• [TASK TO CARRY OUT]: Could you print every record exactly as it stands?

• [GIVEN ENTRIES]:
******

use std::path::Path;

use stationxml_nrl::binding::{BoundObject, Dialect, ValidationMode, find_channel, parse_document};
use stationxml_nrl::diagnostics::RecordingDiagnostics;
use stationxml_nrl::equivalence::{
    ResponseView, are_same_response, are_similar_logger, are_similar_sensor, compare_channels,
    unique_responses,
};
use stationxml_nrl::resp::parse_resp_str;

use crate::common::*;

fn inventory() -> BoundObject {
    let diag = RecordingDiagnostics::new();
    parse_document(&ext_document(), Dialect::Ext, ValidationMode::Strict, &diag).unwrap()
}

fn view(root: &BoundObject, key: &str) -> ResponseView {
    ResponseView::from_object(find_channel(root, key).unwrap().response().unwrap())
}

#[test]
fn test_sensor_file_against_document() {
    let root = inventory();
    let blockettes = parse_resp_str(SENSOR_RESP, Path::new("RESP.CMG3T")).unwrap();

    let result = are_similar_sensor(&view(&root, BHZ), &blockettes).unwrap();
    assert!(result.matched, "{}", result.reason);

    let result = are_similar_sensor(&view(&root, LHZ), &blockettes).unwrap();
    assert!(!result.matched);
    assert!(result.reason.contains("A0 norm factor"));
}

#[test]
fn test_logger_file_against_document() {
    let root = inventory();
    let blockettes = parse_resp_str(&logger_resp(40.0), Path::new("RESP.130.40")).unwrap();

    let result = are_similar_logger(&view(&root, BHZ), &blockettes).unwrap();
    assert!(result.matched, "{}", result.reason);
    let alignment = result.alignment.unwrap();
    assert_eq!(alignment.document_stage, 2);
    assert_eq!(alignment.library_last_stage, Some(4));

    let fast = parse_resp_str(&logger_resp(100.0), Path::new("RESP.130.100")).unwrap();
    let result = are_similar_logger(&view(&root, BHZ), &fast).unwrap();
    assert!(!result.matched);
    assert!(result.reason.contains("Input Samp Rate"));
}

#[test]
fn test_unique_responses_groups_identical_channels() {
    let root = inventory();
    let diag = RecordingDiagnostics::new();
    let groups = unique_responses(&root, &diag);

    assert_eq!(groups.len(), 2);
    assert_eq!(groups[0].representative, BHZ);
    assert_eq!(groups[0].channels, vec![BHZ.to_string(), BHN.to_string()]);
    assert_eq!(groups[1].channels, vec![LHZ.to_string()]);
    // the state-of-health channel has no response to compare
    assert!(diag.has_warning_containing(VM1));
}

#[test]
fn test_compare_channels() {
    let root = inventory();
    assert!(compare_channels(&root, BHZ, BHN).unwrap().matched);

    let result = compare_channels(&root, BHZ, LHZ).unwrap();
    assert!(!result.matched);
    assert!(!result.reason.is_empty());

    assert!(compare_channels(&root, BHZ, "XX.NS001..EHZ_").is_err());
}

#[test]
fn test_same_response_is_symmetric() {
    let root = inventory();
    let (bhz, lhz) = (view(&root, BHZ), view(&root, LHZ));
    assert!(are_same_response(&bhz, &bhz).matched);
    assert_eq!(
        are_same_response(&bhz, &lhz).matched,
        are_same_response(&lhz, &bhz).matched
    );
}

******

• [ANSWER TO THIS EXERCISE]:
use std::path::Path;

use stationxml_nrl::binding::{BoundObject, Dialect, ValidationMode, find_channel, parse_document};
use stationxml_nrl::diagnostics::RecordingDiagnostics;
use stationxml_nrl::equivalence::{
    ResponseView, are_same_response, are_similar_logger, are_similar_sensor, compare_channels,
    unique_responses,
};
use stationxml_nrl::resp::parse_resp_str;

use crate::common::*;

fn inventory() -> BoundObject {
    let diag = RecordingDiagnostics::new();
    parse_document(&ext_document(), Dialect::Ext, ValidationMode::Strict, &diag).unwrap()
}

fn view(root: &BoundObject, key: &str) -> ResponseView {
    ResponseView::from_object(find_channel(root, key).unwrap().response().unwrap())
}

#[test]
fn test_sensor_file_against_document() {
    let root = inventory();
    let blockettes = parse_resp_str(SENSOR_RESP, Path::new("RESP.CMG3T")).unwrap();

    let result = are_similar_sensor(&view(&root, BHZ), &blockettes).unwrap();
    assert!(result.matched, "{}", result.reason);

    let result = are_similar_sensor(&view(&root, LHZ), &blockettes).unwrap();
    assert!(!result.matched);
    assert!(result.reason.contains("A0 norm factor"));
}

#[test]
fn test_logger_file_against_document() {
    let root = inventory();
    let blockettes = parse_resp_str(&logger_resp(40.0), Path::new("RESP.130.40")).unwrap();

    let result = are_similar_logger(&view(&root, BHZ), &blockettes).unwrap();
    assert!(result.matched, "{}", result.reason);
    let alignment = result.alignment.unwrap();
    assert_eq!(alignment.document_stage, 2);
    assert_eq!(alignment.library_last_stage, Some(4));

    let fast = parse_resp_str(&logger_resp(100.0), Path::new("RESP.130.100")).unwrap();
    let result = are_similar_logger(&view(&root, BHZ), &fast).unwrap();
    assert!(!result.matched);
    assert!(result.reason.contains("Input Samp Rate"));
}

#[test]
fn test_unique_responses_groups_identical_channels() {
    let root = inventory();
    let diag = RecordingDiagnostics::new();
    let groups = unique_responses(&root, &diag);

    assert_eq!(groups.len(), 2);
    assert_eq!(groups[0].representative, BHZ);
    assert_eq!(groups[0].channels, vec![BHZ.to_string(), BHN.to_string()]);
    assert_eq!(groups[1].channels, vec![LHZ.to_string()]);
    // the state-of-health channel has no response to compare
    assert!(diag.has_warning_containing(VM1));
}

#[test]
fn test_compare_channels() {
    let root = inventory();
    assert!(compare_channels(&root, BHZ, BHN).unwrap().matched);

    let result = compare_channels(&root, BHZ, LHZ).unwrap();
    assert!(!result.matched);
    assert!(!result.reason.is_empty());

    assert!(compare_channels(&root, BHZ, "XX.NS001..EHZ_").is_err());
}

#[test]
fn test_same_response_is_symmetric() {
    let root = inventory();
    let (bhz, lhz) = (view(&root, BHZ), view(&root, LHZ));
    assert!(are_same_response(&bhz, &bhz).matched);
    assert_eq!(
        are_same_response(&bhz, &lhz).matched,
        are_same_response(&lhz, &bhz).matched
    );
}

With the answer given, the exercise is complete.